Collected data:
● ● ● ●

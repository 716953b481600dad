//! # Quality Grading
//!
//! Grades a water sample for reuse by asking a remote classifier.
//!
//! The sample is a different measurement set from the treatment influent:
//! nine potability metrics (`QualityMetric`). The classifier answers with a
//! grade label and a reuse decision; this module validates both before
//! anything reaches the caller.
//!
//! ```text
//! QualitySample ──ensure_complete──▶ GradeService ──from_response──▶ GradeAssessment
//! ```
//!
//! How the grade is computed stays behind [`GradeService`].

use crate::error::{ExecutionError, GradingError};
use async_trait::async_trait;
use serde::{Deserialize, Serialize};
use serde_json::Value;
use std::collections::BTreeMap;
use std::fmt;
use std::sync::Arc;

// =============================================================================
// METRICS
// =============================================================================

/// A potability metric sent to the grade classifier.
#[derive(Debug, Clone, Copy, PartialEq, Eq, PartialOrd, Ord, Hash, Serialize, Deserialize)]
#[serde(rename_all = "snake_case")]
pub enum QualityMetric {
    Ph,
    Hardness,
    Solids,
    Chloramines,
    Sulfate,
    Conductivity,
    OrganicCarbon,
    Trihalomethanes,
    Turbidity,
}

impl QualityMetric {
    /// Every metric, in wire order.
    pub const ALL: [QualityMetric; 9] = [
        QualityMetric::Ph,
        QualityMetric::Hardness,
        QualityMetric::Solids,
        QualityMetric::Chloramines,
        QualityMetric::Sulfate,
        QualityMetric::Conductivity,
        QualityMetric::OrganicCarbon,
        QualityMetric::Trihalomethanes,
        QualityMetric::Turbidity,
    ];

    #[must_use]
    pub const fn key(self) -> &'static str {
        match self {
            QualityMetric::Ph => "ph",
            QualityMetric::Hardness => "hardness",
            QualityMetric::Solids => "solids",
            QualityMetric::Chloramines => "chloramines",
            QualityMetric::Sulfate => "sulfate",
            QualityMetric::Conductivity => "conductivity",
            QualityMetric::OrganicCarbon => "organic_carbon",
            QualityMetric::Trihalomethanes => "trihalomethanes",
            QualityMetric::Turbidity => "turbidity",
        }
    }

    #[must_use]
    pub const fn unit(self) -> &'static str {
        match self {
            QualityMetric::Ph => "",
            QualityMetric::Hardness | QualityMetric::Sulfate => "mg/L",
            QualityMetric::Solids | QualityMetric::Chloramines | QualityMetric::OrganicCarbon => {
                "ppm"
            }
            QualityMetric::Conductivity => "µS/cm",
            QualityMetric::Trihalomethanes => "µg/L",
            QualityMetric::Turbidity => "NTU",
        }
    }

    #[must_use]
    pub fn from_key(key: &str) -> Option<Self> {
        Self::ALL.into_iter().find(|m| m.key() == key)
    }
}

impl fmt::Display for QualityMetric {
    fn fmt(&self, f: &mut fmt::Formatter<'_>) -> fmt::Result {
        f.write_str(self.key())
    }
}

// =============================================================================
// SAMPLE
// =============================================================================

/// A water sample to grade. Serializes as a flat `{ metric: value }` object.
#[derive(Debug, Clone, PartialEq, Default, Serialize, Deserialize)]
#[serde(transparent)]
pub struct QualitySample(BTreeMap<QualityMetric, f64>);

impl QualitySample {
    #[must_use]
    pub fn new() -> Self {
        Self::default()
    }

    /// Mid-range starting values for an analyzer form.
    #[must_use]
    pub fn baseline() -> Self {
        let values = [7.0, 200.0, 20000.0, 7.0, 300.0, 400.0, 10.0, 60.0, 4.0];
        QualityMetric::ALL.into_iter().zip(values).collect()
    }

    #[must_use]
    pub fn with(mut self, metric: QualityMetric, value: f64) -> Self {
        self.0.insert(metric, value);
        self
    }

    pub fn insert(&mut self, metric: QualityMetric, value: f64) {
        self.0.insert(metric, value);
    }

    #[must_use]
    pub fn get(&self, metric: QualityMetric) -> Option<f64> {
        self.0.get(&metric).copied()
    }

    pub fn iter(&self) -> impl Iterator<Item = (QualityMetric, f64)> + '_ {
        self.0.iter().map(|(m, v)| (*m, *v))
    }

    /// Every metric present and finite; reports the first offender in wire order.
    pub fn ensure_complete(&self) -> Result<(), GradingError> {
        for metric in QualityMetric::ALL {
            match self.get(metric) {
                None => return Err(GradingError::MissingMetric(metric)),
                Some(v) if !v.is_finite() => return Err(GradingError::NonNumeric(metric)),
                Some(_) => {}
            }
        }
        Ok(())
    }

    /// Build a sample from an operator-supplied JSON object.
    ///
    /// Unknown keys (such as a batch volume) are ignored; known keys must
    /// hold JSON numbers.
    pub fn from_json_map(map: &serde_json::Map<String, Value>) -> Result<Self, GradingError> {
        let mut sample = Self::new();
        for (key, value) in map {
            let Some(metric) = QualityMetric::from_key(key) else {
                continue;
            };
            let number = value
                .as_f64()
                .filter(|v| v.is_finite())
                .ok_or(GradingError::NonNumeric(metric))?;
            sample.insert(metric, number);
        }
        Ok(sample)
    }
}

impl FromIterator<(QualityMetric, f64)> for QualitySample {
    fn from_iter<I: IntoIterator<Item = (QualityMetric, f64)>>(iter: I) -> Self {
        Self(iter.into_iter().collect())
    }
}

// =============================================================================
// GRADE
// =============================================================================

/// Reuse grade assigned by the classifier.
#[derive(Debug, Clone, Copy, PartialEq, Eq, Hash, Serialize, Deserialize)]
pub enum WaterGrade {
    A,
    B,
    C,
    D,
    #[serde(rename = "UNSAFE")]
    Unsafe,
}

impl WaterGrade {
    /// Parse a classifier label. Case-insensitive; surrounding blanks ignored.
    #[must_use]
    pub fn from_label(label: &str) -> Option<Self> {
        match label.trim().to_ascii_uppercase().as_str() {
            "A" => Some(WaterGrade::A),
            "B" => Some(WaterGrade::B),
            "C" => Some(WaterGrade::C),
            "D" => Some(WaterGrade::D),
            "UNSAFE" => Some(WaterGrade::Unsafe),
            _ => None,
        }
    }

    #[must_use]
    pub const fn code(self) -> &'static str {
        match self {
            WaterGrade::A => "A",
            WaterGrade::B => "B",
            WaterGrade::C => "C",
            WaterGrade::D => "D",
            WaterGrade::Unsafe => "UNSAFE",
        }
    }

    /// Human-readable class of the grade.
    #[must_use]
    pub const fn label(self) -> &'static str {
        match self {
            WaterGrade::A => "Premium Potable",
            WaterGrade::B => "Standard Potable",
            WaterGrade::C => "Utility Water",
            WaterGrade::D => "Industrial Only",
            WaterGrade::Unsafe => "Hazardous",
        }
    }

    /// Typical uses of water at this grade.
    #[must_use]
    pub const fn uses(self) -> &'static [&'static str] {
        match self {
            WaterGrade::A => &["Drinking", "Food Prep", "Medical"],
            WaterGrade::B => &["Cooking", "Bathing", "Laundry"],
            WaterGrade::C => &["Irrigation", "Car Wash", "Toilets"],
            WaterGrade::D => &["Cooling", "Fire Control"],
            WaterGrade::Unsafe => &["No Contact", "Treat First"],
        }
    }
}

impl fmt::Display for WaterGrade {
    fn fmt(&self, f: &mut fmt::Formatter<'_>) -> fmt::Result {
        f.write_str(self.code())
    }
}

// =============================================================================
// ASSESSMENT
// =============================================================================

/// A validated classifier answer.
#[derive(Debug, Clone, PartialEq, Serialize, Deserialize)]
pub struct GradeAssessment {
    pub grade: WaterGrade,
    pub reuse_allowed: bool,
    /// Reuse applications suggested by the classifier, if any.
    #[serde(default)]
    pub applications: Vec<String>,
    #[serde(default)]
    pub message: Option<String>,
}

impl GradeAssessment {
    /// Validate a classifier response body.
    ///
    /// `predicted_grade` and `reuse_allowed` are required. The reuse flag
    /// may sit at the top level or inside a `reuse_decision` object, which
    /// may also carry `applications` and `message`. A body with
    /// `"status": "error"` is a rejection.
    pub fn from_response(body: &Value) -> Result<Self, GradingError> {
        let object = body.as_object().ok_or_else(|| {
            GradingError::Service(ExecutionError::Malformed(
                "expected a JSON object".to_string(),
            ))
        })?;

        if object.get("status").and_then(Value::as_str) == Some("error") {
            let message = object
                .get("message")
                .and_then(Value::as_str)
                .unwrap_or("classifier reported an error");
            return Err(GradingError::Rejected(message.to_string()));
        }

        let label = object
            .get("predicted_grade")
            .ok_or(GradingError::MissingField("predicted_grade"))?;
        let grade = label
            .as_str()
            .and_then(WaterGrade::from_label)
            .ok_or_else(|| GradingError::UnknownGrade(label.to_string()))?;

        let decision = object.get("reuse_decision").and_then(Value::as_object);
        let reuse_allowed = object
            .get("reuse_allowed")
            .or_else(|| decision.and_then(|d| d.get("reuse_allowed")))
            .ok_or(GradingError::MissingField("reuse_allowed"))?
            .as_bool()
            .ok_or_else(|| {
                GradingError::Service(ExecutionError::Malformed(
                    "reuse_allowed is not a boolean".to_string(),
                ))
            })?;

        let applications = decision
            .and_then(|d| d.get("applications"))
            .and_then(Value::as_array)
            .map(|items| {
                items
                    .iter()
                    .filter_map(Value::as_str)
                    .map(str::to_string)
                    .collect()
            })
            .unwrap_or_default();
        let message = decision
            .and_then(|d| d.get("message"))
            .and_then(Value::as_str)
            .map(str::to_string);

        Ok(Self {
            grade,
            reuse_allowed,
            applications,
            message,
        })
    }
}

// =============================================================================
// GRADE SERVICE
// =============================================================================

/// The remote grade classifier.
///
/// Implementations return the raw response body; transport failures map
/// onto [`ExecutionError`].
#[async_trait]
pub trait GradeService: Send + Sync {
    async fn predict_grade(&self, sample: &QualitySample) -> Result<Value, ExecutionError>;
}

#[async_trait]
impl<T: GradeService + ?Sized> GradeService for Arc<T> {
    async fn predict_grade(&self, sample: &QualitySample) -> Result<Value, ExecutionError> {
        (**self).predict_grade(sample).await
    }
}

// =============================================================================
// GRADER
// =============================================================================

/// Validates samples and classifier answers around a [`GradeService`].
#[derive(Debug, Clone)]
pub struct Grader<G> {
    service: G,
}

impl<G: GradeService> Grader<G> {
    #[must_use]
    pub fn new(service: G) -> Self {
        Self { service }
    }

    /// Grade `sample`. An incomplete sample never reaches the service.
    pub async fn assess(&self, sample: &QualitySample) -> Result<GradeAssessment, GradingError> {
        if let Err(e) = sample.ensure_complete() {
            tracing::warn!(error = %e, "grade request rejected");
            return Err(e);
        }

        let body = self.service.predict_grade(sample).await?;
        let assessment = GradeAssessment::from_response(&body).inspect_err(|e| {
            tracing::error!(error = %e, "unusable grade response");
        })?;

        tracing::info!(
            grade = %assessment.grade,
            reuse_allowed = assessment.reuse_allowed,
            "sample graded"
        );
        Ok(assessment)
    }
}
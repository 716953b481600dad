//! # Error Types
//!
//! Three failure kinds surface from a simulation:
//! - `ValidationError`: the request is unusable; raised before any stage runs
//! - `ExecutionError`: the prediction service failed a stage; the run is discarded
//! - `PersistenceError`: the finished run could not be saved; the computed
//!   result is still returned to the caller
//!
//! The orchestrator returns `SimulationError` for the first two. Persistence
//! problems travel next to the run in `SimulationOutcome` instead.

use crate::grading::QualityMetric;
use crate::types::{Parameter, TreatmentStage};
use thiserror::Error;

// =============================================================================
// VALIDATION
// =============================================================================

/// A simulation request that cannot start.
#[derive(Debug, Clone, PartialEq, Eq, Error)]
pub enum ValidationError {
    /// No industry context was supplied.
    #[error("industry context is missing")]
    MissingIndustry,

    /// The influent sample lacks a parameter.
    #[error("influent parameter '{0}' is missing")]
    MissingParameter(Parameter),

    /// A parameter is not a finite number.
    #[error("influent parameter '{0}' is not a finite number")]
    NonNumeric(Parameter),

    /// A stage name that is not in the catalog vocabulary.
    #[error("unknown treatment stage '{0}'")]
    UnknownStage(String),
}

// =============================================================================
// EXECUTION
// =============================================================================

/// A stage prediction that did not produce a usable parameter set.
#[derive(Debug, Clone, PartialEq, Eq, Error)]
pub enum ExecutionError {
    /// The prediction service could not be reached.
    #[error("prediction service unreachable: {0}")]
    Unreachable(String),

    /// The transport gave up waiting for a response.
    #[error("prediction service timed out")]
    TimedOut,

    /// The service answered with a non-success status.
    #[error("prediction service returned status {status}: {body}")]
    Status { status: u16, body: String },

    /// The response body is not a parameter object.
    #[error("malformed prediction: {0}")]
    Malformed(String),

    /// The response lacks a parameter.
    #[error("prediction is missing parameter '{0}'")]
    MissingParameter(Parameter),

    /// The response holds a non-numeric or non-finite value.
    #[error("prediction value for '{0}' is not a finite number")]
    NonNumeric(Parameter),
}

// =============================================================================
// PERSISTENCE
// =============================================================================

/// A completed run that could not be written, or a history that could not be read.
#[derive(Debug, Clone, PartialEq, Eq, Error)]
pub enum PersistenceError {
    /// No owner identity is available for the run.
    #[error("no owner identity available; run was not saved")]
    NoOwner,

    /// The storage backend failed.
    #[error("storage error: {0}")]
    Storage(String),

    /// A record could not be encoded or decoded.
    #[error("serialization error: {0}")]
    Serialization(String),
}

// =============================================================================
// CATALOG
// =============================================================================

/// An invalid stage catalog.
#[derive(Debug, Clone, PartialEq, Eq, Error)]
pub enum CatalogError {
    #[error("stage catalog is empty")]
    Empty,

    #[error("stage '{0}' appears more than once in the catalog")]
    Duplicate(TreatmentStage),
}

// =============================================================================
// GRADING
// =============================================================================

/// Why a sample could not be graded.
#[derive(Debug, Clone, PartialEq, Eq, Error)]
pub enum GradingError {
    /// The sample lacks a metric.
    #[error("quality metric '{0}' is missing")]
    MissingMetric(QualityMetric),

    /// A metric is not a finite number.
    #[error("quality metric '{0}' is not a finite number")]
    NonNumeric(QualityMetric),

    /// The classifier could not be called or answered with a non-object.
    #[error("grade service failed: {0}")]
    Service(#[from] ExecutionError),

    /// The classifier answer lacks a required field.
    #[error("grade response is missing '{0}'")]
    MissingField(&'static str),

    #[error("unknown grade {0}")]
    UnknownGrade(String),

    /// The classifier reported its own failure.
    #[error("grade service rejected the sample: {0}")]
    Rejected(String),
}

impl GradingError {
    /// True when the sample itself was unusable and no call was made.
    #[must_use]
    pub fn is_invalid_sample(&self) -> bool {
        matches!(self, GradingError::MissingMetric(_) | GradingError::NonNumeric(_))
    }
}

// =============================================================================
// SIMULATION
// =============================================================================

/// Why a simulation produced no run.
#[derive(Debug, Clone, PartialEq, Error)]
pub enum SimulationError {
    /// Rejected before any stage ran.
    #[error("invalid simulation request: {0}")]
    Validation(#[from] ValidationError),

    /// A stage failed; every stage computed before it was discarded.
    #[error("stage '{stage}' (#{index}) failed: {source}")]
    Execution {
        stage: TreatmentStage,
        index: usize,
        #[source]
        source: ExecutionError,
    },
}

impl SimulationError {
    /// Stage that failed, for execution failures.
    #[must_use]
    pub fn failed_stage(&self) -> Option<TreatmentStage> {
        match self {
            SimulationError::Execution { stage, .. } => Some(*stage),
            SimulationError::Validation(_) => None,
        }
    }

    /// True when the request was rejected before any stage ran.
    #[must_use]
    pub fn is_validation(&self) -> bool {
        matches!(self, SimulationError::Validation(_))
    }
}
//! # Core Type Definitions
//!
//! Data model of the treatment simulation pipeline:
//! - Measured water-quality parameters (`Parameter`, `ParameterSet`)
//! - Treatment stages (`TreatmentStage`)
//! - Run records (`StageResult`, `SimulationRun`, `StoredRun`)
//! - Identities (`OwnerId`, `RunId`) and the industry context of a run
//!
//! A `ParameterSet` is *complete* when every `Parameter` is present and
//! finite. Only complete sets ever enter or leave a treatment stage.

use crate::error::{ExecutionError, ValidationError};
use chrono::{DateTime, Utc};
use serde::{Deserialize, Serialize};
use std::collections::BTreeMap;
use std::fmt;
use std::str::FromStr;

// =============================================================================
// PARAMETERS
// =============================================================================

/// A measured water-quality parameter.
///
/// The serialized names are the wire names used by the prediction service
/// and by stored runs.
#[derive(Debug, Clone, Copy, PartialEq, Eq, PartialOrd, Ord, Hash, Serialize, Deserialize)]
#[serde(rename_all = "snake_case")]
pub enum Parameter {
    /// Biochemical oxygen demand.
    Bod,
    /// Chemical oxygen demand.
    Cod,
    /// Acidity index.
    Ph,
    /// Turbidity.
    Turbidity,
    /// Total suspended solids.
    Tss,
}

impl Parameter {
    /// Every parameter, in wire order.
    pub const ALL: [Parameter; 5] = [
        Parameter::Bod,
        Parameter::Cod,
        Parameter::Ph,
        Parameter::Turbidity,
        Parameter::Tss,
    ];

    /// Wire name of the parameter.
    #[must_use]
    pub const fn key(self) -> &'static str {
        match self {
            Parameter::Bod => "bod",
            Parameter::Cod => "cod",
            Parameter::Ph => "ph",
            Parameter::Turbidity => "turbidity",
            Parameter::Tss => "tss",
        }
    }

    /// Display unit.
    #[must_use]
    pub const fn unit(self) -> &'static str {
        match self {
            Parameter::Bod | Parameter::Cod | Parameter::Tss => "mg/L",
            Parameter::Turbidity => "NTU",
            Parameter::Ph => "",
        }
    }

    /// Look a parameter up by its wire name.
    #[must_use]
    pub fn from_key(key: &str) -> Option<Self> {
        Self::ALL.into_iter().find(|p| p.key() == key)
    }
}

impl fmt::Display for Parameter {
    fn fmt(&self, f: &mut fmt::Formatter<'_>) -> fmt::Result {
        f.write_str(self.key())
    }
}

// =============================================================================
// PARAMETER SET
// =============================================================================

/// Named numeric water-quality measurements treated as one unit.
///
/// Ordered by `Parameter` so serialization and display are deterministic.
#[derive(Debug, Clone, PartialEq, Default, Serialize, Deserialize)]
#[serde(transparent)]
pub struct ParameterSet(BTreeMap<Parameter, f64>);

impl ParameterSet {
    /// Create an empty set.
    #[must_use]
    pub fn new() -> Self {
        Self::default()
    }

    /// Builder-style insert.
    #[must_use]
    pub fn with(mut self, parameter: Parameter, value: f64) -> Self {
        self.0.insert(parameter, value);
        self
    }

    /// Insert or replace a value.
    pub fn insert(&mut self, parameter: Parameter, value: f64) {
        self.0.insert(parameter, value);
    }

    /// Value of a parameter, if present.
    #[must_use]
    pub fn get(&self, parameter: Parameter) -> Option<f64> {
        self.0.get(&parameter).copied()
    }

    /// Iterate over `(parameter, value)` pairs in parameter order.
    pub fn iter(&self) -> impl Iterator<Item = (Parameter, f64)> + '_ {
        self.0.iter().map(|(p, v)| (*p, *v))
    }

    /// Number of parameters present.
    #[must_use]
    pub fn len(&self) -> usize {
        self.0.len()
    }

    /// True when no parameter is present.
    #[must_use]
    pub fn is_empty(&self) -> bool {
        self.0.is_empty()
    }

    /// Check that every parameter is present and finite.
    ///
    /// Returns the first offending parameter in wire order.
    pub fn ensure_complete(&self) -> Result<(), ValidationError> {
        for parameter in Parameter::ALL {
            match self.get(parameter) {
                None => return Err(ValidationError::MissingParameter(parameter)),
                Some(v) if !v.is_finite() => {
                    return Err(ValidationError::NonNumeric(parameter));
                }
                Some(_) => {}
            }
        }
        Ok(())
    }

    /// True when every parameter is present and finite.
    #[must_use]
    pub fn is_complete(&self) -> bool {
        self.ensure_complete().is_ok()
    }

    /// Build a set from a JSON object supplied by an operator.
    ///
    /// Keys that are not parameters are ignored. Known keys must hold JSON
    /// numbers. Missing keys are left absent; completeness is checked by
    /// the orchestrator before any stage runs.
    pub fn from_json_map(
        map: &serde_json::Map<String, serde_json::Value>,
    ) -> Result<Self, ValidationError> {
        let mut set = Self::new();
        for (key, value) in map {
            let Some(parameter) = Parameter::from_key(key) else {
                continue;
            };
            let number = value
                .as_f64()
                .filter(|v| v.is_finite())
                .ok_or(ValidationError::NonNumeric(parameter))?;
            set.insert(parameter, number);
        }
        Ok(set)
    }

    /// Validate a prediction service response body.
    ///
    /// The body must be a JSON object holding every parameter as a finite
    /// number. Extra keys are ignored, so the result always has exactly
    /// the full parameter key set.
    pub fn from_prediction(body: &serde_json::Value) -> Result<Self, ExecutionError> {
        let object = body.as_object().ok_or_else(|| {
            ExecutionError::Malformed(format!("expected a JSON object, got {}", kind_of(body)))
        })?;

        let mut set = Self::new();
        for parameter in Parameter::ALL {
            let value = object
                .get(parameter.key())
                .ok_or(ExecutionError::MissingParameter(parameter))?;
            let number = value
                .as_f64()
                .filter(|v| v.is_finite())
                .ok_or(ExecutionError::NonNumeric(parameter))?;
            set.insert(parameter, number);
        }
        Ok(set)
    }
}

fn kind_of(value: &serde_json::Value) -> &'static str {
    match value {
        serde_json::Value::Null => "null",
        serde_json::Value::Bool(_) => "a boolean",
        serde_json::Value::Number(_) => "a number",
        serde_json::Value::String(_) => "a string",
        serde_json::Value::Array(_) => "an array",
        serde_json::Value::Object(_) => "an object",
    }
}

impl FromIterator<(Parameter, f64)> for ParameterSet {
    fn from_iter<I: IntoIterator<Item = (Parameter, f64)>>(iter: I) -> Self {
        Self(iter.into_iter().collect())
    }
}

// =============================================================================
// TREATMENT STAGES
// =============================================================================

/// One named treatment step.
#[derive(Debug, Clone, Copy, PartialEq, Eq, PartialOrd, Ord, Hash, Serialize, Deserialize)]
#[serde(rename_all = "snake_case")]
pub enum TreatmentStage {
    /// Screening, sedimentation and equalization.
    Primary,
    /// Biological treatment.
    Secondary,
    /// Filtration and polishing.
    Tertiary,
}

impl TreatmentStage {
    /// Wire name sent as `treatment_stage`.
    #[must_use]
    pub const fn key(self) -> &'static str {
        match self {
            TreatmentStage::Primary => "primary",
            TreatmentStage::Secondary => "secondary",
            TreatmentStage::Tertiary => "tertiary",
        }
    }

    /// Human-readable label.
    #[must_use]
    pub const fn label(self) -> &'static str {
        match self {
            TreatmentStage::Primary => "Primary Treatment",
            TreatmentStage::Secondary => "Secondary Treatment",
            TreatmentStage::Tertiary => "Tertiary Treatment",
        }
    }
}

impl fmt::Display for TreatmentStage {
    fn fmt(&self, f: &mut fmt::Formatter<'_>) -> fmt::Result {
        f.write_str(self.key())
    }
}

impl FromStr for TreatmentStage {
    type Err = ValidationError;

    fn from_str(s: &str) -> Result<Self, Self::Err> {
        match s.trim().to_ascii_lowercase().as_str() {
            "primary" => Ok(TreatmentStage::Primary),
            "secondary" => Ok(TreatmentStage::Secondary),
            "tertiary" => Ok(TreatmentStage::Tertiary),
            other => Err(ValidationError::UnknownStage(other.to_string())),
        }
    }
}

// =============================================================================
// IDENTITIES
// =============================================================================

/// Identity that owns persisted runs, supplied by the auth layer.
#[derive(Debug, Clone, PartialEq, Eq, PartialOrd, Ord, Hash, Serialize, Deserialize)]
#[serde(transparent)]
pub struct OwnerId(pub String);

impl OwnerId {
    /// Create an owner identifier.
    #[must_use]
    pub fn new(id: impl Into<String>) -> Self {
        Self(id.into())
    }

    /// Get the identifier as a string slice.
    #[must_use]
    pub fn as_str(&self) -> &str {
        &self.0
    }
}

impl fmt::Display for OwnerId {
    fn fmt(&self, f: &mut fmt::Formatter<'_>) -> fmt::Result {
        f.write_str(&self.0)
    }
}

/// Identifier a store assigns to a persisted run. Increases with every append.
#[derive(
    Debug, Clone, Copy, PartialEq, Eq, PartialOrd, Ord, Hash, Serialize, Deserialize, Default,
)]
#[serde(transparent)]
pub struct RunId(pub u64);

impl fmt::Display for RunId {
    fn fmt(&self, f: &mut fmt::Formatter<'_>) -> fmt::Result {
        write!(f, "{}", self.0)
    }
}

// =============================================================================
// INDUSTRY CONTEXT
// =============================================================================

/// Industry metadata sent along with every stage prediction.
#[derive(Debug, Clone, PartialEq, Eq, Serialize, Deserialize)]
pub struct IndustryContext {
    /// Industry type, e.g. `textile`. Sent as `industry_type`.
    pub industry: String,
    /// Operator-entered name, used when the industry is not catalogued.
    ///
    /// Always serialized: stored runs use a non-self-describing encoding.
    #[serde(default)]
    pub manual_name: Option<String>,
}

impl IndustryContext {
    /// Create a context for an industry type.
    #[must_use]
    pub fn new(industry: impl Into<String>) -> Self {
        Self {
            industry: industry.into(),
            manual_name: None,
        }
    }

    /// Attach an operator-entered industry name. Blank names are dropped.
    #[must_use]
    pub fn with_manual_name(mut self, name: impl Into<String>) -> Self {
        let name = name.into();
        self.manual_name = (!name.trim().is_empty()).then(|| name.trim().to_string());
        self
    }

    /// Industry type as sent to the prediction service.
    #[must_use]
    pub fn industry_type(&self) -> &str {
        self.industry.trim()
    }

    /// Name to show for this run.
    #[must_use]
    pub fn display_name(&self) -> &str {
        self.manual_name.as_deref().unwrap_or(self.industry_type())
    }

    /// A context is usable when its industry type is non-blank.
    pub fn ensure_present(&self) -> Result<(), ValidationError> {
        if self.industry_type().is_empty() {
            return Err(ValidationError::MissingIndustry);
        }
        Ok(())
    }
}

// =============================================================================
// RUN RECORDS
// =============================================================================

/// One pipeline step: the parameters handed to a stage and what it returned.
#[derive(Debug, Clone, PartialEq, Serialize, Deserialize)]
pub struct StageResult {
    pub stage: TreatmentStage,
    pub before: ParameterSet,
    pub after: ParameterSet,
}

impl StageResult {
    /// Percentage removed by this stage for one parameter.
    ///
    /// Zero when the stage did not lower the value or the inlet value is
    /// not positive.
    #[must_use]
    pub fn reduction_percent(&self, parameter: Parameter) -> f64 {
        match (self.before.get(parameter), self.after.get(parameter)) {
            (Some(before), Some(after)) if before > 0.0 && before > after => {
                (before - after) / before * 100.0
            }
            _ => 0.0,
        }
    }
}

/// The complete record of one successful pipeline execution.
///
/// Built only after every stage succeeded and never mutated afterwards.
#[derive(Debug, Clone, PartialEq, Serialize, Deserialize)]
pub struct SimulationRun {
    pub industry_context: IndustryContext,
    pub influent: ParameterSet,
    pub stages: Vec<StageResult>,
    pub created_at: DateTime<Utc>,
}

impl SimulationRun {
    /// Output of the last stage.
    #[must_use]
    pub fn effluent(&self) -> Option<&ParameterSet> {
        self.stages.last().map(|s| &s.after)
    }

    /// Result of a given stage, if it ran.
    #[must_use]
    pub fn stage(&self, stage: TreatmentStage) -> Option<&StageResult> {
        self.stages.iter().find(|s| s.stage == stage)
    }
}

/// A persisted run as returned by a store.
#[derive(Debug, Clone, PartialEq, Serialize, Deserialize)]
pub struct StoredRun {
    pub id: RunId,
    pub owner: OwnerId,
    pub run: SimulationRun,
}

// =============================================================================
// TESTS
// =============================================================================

● ● ● ●

Would you set down, word for word, the lines from the opening of the entries above through the line with "answers with a", both included, and no others?

Result of this task:
repository 716953b481600dad
//! # Quality Grading
//!
//! Grades a water sample for reuse by asking a remote classifier.
//!
//! The sample is a different measurement set from the treatment influent:
//! nine potability metrics (`QualityMetric`). The classifier answers with a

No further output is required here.